Anonymisation is important to eliminate bias and allow emotional separation between reporter and reviewer. However, it may sometimes be difficult to anonymise the patient information, as the name is incrusted in the ultrasound images or can be seen on the requisition, and the style of the reporting radiologist may be easily identified.
What is the Current Status?
After going from review to review, growing concerns in the population and loss of trust in the quality of radiologists (when it should be the reverse), what is the situation in Canada and how did we address the crisis?
-British Columbia, two years after the review, has selected a province-wide software solution, but is struggling with major IT issues and lack of standardisation, resulting in only one of the six health authorities having a working solution.
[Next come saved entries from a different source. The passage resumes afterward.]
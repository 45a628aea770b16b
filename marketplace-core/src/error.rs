use axum::{
    http::{header, StatusCode},
    response::{IntoResponse, Response},
    Json,
};
use serde::Serialize;
use thiserror::Error;

/// Body sent for a missing bearer token. Clients match on this text.
pub const UNAUTHENTICATED_BODY: &str = "unauthorized access";

/// Message sent for invalid tokens and failed role checks.
pub const FORBIDDEN_MESSAGE: &str = "forbidden access";

#[derive(Debug, Error)]
pub enum AppError {
    #[error("Validation error: {0}")]
    ValidationError(#[from] validator::ValidationErrors),

    #[error("Bad request: {0}")]
    BadRequest(anyhow::Error),

    #[error("Unauthenticated")]
    Unauthenticated,

    #[error("Forbidden: {0}")]
    Forbidden(String),

    #[error("Not found: {0}")]
    NotFound(anyhow::Error),

    #[error("Conflict: {0}")]
    Conflict(anyhow::Error),

    #[error("Bad Gateway: {0}")]
    BadGateway(String),

    #[error("Database error: {0}")]
    DatabaseError(anyhow::Error),

    #[error("Internal server error: {0}")]
    InternalError(#[from] anyhow::Error),

    #[error("Configuration error: {0}")]
    ConfigError(anyhow::Error),
}

impl AppError {
    /// The 403 used for both bad tokens and failed role checks.
    pub fn forbidden() -> Self {
        AppError::Forbidden(FORBIDDEN_MESSAGE.to_string())
    }
}

impl From<config::ConfigError> for AppError {
    fn from(err: config::ConfigError) -> Self {
        AppError::ConfigError(anyhow::Error::new(err))
    }
}

impl From<std::io::Error> for AppError {
    fn from(err: std::io::Error) -> Self {
        AppError::InternalError(anyhow::Error::new(err))
    }
}

impl From<mongodb::error::Error> for AppError {
    fn from(err: mongodb::error::Error) -> Self {
        AppError::DatabaseError(anyhow::Error::new(err))
    }
}

#[derive(Serialize)]
struct ErrorResponse {
    error: String,
    #[serde(skip_serializing_if = "Option::is_none")]
    details: Option<String>,
}

#[derive(Serialize)]
struct MessageResponse {
    message: String,
}

impl IntoResponse for AppError {
    fn into_response(self) -> Response {
        let (status, error_message, details) = match self {
            AppError::Unauthenticated => {
                return (
                    StatusCode::UNAUTHORIZED,
                    [(header::CONTENT_TYPE, "text/plain; charset=utf-8")],
                    UNAUTHENTICATED_BODY,
                )
                    .into_response();
            }
            AppError::Forbidden(message) => {
                return (StatusCode::FORBIDDEN, Json(MessageResponse { message })).into_response();
            }
            AppError::ValidationError(err) => (
                StatusCode::UNPROCESSABLE_ENTITY,
                "Validation error".to_string(),
                Some(err.to_string()),
            ),
            AppError::BadRequest(err) => (StatusCode::BAD_REQUEST, err.to_string(), None),
            AppError::NotFound(err) => (StatusCode::NOT_FOUND, err.to_string(), None),
            AppError::Conflict(err) => (StatusCode::CONFLICT, err.to_string(), None),
            AppError::BadGateway(msg) => (
                StatusCode::BAD_GATEWAY,
                "Payment gateway error".to_string(),
                Some(msg),
            ),
            AppError::DatabaseError(err) => {
                tracing::error!(error = %err, "Database error");
                (
                    StatusCode::INTERNAL_SERVER_ERROR,
                    "Database error".to_string(),
                    None,
                )
            }
            AppError::InternalError(err) => {
                tracing::error!(error = ?err, "Internal error");
                (
                    StatusCode::INTERNAL_SERVER_ERROR,
                    "Internal server error".to_string(),
                    Some(err.to_string()),
                )
            }
            AppError::ConfigError(err) => (
                StatusCode::INTERNAL_SERVER_ERROR,
                "Configuration error".to_string(),
                Some(err.to_string()),
            ),
        };

        (
            status,
            Json(ErrorResponse {
                error: error_message,
                details,
            }),
        )
            .into_response()
    }
}

#[cfg(test)]
mod tests {
    use super::*;
    use axum::body::to_bytes;

    async fn body_of(response: Response) -> String {
        let bytes = to_bytes(response.into_body(), usize::MAX).await.unwrap();
        String::from_utf8(bytes.to_vec()).unwrap()
    }

    #[tokio::test]
    async fn unauthenticated_is_plain_text_401() {
        let response = AppError::Unauthenticated.into_response();
        assert_eq!(response.status(), StatusCode::UNAUTHORIZED);
        assert_eq!(
            response.headers()[header::CONTENT_TYPE],
            "text/plain; charset=utf-8"
        );
        assert_eq!(body_of(response).await, "unauthorized access");
    }

    #[tokio::test]
    async fn forbidden_carries_message_field() {
        let response = AppError::forbidden().into_response();
        assert_eq!(response.status(), StatusCode::FORBIDDEN);
        let body: serde_json::Value = serde_json::from_str(&body_of(response).await).unwrap();
        assert_eq!(body["message"], "forbidden access");
    }

    #[tokio::test]
    async fn gateway_failures_are_502() {
        let response = AppError::BadGateway("card_declined".to_string()).into_response();
        assert_eq!(response.status(), StatusCode::BAD_GATEWAY);
        let body: serde_json::Value = serde_json::from_str(&body_of(response).await).unwrap();
        assert_eq!(body["details"], "card_declined");
    }

    #[tokio::test]
    async fn database_errors_hide_driver_details() {
        let response =
            AppError::DatabaseError(anyhow::anyhow!("connection refused")).into_response();
        assert_eq!(response.status(), StatusCode::INTERNAL_SERVER_ERROR);
        let body = body_of(response).await;
        assert!(!body.contains("connection refused"));
    }
}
-Alberta has just issued a RFP (Request For Proposal) for a province-wide retrospective peer-review solution based on the Cochrane recommendations, and including teaching files to display difficult interpretations and common errors.
-Saskatchewan and Manitoba have no provincial strategy at the moment, even if it is on the radar. Alberta, Saskatchewan and Manitoba run single province-wide PACS, which should facilitate implementation.
-Ontario has just created a committee, at the initiative of the Ministry of Health, to look at a Provincial solution; with multiple different regional networks which are not integrated and do not communicate, it probably will not be an easy task.
-Quebec has not published a provincial strategy at the moment.
-Nova Scotia has identified peer review as a priority, but has not implemented a solution yet.
- Newfoundland is also on hold, even if a provider has already been identified.
The McMaster Approach
For us, at McMaster University, Hamilton, Ontario, we have implemented a prospective pre-report finalisation quality assurance solution (Koff et al. 2012) deployed across our four hospitals, and running on two different PACS (Picture Archiving and Communication System) and two different RIS (Radiology Information System), with ultimately a goal to make it available through our Local Health Integration Network (LHIN), which includes all hospitals in our region. Our solution is embedded in the workflow and fully automated. Radiologists from one site are reviewed by radiologists from other sites to maintain anonymisation and create emotional separation. The process takes into consideration individual subspecialties, and matches automatically readers and reviewers. It has been met with enthusiasm by all our radiologists, even the ones who were reluctant a few years ago.
A wave of highly publicised reviews of radiologists has triggered a swift reaction at the government level, with large-scale investigations. Although shocked, the radiology community has been slow to react, but has now understood the need to invest in peer review processes, even if at a cost of decreased productivity. The Canadian Association of Radiologists has issued guidelines for peer review available on its website, making suggestions but not imposing any definite system. Prospective peer review appears to be a better option than retrospective peer review in the interest of the patients we serve, as it allows detection of misses and errors before they are communicated. Peer review must be an educational and non punitive experience leading to overall improved delivery of care.